At the very bottom it’s not like it matters in either case, you might have time off but no money to do anything with it.

I don't think it's that simple, for at least two reasons I can immediately think of:

1) Several Americans live paycheck to paycheck with no significant savings outside of property either. One unexpected emergency is enough to empty the savings of most Americans [1](https://www.yahoo.com/news/one-emergency-away-study-shows-22...). The idea that Americans make more money and that makes up for the difference just doesn't play out in reality for all but the richest and luckiest.

2) Taking a 30 day vacation and coming back to the same job without any threat of repercussion is much more valuable than simply 30 days worth of saved wages. The average American worker can't just take 30 days off, even as leave without pay, and expect to come back to the same job. If they want a 30 day period with no work, the vast majority of American workers will have to quit their current job and then hope to be able to find a new one later - which certainly isn't a given if you're working unskilled jobs to begin with.

This vary between classes. Middle class people usually have enough money to live whole year without work. Also if you add social security into this equation, here in middle of EU, social security gives you certain portion of your previous paycheck as unemployment support, depends how high it is, you can also get rent support, which will pay you whole rent.
I work for a FAANG and a month, well planned, vacation is totally OK. If I want to take a week of I more or less need no notice, but for a month it would be expected I plan ahead what the people I work with should do.

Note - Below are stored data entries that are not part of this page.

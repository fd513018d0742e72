//! DeepWiki - repository to wiki backend
//!
//! Library exports for the server binary and integration tests.

pub mod api;
pub mod config;
pub mod db;
pub mod error;
pub mod models;
pub mod services;
pub mod state;

pub use config::Config;
pub use error::{Error, Result};
pub use state::AppState;
//! In-process bill store
//!
//! Backs the application when no remote API is configured, and stands in for
//! the API in tests: failures can be injected per endpoint and every call is
//! counted.

use async_trait::async_trait;
use billed_utils::generate_id;
use std::collections::HashMap;
use std::sync::atomic::{AtomicUsize, Ordering};
use std::sync::Mutex;
use tokio::sync::RwLock;

use super::{BillStore, StoreError};
use crate::models::{Bill, FileUpload, NewBill, UploadedFile};

#[derive(Debug, Default, Clone)]
struct Failures {
    list: Option<String>,
    create: Option<String>,
    upload: Option<String>,
}

/// Number of calls received per endpoint
#[derive(Debug, Default)]
pub struct CallCounts {
    list: AtomicUsize,
    create: AtomicUsize,
    upload: AtomicUsize,
}

impl CallCounts {
    pub fn list(&self) -> usize {
        self.list.load(Ordering::SeqCst)
    }

    pub fn create(&self) -> usize {
        self.create.load(Ordering::SeqCst)
    }

    pub fn upload(&self) -> usize {
        self.upload.load(Ordering::SeqCst)
    }
}

struct StoredFile {
    issued: UploadedFile,
    upload: FileUpload,
}

pub struct MemoryStore {
    bills: RwLock<Vec<Bill>>,
    files: RwLock<HashMap<String, StoredFile>>,
    file_base_url: String,
    failures: Mutex<Failures>,
    calls: CallCounts,
}

impl MemoryStore {
    /// Empty store
    pub fn new(file_base_url: &str) -> Self {
        Self::with_bills(file_base_url, Vec::new())
    }

    /// Store holding the given bills, in that order
    pub fn with_bills(file_base_url: &str, bills: Vec<Bill>) -> Self {
        Self {
            bills: RwLock::new(bills),
            files: RwLock::new(HashMap::new()),
            file_base_url: file_base_url.trim_end_matches('/').to_string(),
            failures: Mutex::new(Failures::default()),
            calls: CallCounts::default(),
        }
    }

    /// Store seeded with the four sample bills
    pub fn with_fixtures(file_base_url: &str) -> Self {
        let base = file_base_url.trim_end_matches('/');
        Self::with_bills(base, fixture_bills(base))
    }

    /// Make every `list` call reject with `message`
    pub fn fail_list_with(&self, message: &str) {
        self.set_failure(|f| f.list = Some(message.to_string()));
    }

    /// Make every `create` call reject with `message`
    pub fn fail_create_with(&self, message: &str) {
        self.set_failure(|f| f.create = Some(message.to_string()));
    }

    /// Make every `upload_file` call reject with `message`
    pub fn fail_upload_with(&self, message: &str) {
        self.set_failure(|f| f.upload = Some(message.to_string()));
    }

    /// Remove injected failures
    pub fn clear_failures(&self) {
        self.set_failure(|f| *f = Failures::default());
    }

    pub fn calls(&self) -> &CallCounts {
        &self.calls
    }

    /// Upload stored under `key`
    pub async fn uploaded(&self, key: &str) -> Option<FileUpload> {
        self.files.read().await.get(key).map(|f| f.upload.clone())
    }

    fn set_failure(&self, apply: impl FnOnce(&mut Failures)) {
        match self.failures.lock() {
            Ok(mut failures) => apply(&mut *failures),
            Err(poisoned) => apply(&mut *poisoned.into_inner()),
        }
    }

    fn failures(&self) -> Failures {
        match self.failures.lock() {
            Ok(failures) => failures.clone(),
            Err(poisoned) => poisoned.into_inner().clone(),
        }
    }
}

#[async_trait]
impl BillStore for MemoryStore {
    async fn list(&self) -> Result<Vec<Bill>, StoreError> {
        self.calls.list.fetch_add(1, Ordering::SeqCst);
        if let Some(message) = self.failures().list {
            return Err(StoreError::new(message));
        }
        Ok(self.bills.read().await.clone())
    }

    async fn create(&self, bill: NewBill) -> Result<Bill, StoreError> {
        self.calls.create.fetch_add(1, Ordering::SeqCst);
        if let Some(message) = self.failures().create {
            return Err(StoreError::new(message));
        }
        let bill = bill.into_bill(generate_id());
        self.bills.write().await.push(bill.clone());
        log::debug!("memory store: created bill {}", bill.id);
        Ok(bill)
    }

    async fn upload_file(&self, upload: FileUpload) -> Result<UploadedFile, StoreError> {
        self.calls.upload.fetch_add(1, Ordering::SeqCst);
        if let Some(message) = self.failures().upload {
            return Err(StoreError::new(message));
        }
        let key = generate_id();
        let uploaded = UploadedFile {
            file_url: format!("{}/{}/{}", self.file_base_url, key, upload.file_name),
            file_key: key.clone(),
            file_name: upload.file_name.clone(),
        };
        log::debug!(
            "memory store: stored {} ({} bytes) for {}",
            upload.file_name,
            upload.data.len(),
            upload.email
        );
        self.files.write().await.insert(
            key,
            StoredFile {
                issued: uploaded.clone(),
                upload,
            },
        );
        Ok(uploaded)
    }

    async fn find_file(&self, key: &str) -> Result<Option<UploadedFile>, StoreError> {
        Ok(self.files.read().await.get(key).map(|f| f.issued.clone()))
    }
}

#[allow(clippy::too_many_arguments)]
fn fixture(
    base: &str,
    id: &str,
    expense_type: &str,
    name: &str,
    amount: i64,
    date: &str,
    vat: &str,
    commentary: &str,
    file_name: &str,
    status: &str,
    comment_admin: &str,
) -> Bill {
    Bill {
        id: id.to_string(),
        email: "a@a".to_string(),
        expense_type: expense_type.to_string(),
        name: name.to_string(),
        amount,
        date: date.to_string(),
        vat: vat.to_string(),
        pct: 20,
        commentary: commentary.to_string(),
        file_url: Some(format!("{}/{}", base, file_name)),
        file_name: Some(file_name.to_string()),
        file_key: None,
        status: status.to_string(),
        comment_admin: Some(comment_admin.to_string()),
    }
}

fn fixture_bills(base: &str) -> Vec<Bill> {
    vec![
        fixture(
            base,
            "47qAXb6fIm2zOKkLzMro",
            "Hôtel et logement",
            "encore",
            400,
            "2004-04-04",
            "80",
            "séminaire billed",
            "preview-facture-free-201801-pdf-1.jpg",
            "pending",
            "ok",
        ),
        fixture(
            base,
            "BeKy5Mo4jkmdfPGYpTxZ",
            "Transports",
            "test1",
            100,
            "2001-01-01",
            "",
            "plop",
            "1592770761.jpeg",
            "refused",
            "en fait non",
        ),
        fixture(
            base,
            "UIUZtnPQvnbFnB0ozvJh",
            "Services en ligne",
            "test3",
            300,
            "2003-03-03",
            "60",
            "",
            "facture-client-php-exportee-dans-document-pdf-enregistre-sur-disque-dur.png",
            "accepted",
            "bon bah d'accord",
        ),
        fixture(
            base,
            "qcCK3SzECmaZAGRrHjaC",
            "Restaurants et bars",
            "test2",
            200,
            "2002-02-02",
            "40",
            "test2",
            "preview-facture-free-201801-pdf-1.jpg",
            "refused",
            "pas la bonne facture",
        ),
    ]
}
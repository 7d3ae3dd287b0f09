//! Page controllers
//!
//! - bills: bill list, receipt preview, "new bill" button
//! - new_bill: receipt upload and new bill form submission

pub mod bills;
pub mod new_bill;

pub use bills::BillsController;
pub use new_bill::{FileChange, FileInput, NewBillController, ALLOWED_EXTENSIONS};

I have 5 weeks vacation and unlimited sick days every year.

My experience of working for a couple of FAANGs does not mirror this - while I was never laid off during a vacation, I think every vacation over 3 weeks I ever took, I returned to discover that my team had either suffered a major reorg, or the entire project was cancelled, and I had to find another team to work on.
Yep, I've taken several three-week vacations and it's never been a problem. The main thing is just giving plenty of advance notice (and reminding people as it gets close) so my manager can schedule around it, and making sure projects are in a good state with arrangements made for anything that needs covering while I'm out.
> As I understand in US, if you take vacation longer than week, you're in the fear you will be fired. Is it true?

lol, do you get most of your information from retards on reddit?

It depends on the job. I’ve had jobs where you couldn’t get approval to take a week off and a week off at my current job is no big deal. Generally PTO is more generous as you become harder to replace.
A week? Nah. I’ve routinely taken two weeks to burn off PTO.

A month straight is probably a hard sell though, yes.

Yeah this is why I always take more than a month off between jobs.

Besides parental leave and the very rare even for FAANG companies who offer month long sabbaticals once every five years, a month is a hard sell.

For certain knowledge work, the job market is much stronger and orders of magnitude better paying in the US.

And nah, most if not all of my coworkers have taken two consecutive weeks off, and have taken roughly a total 25 days off the year excluding holidays.

My european wife (watching some US show) just asked me "what is it with Americans and their boxes*?" After determining the context of the question (being escorted out of the building with your personal items in a box) I attempted to explain At Will Employment...

* last time it was the red plastic cups, before that it was "being proud", etc. etc.

What an awful comparison

> As I understand in US, if you take vacation longer than week, you're in the fear you will be fired. Is it true?

No this is complete nonsense for 95%+ of jobs

Another way of looking at it is that it is indeed quite true. Only, with "at-will employment", you get to live in that same fear whether or not you take any vacation.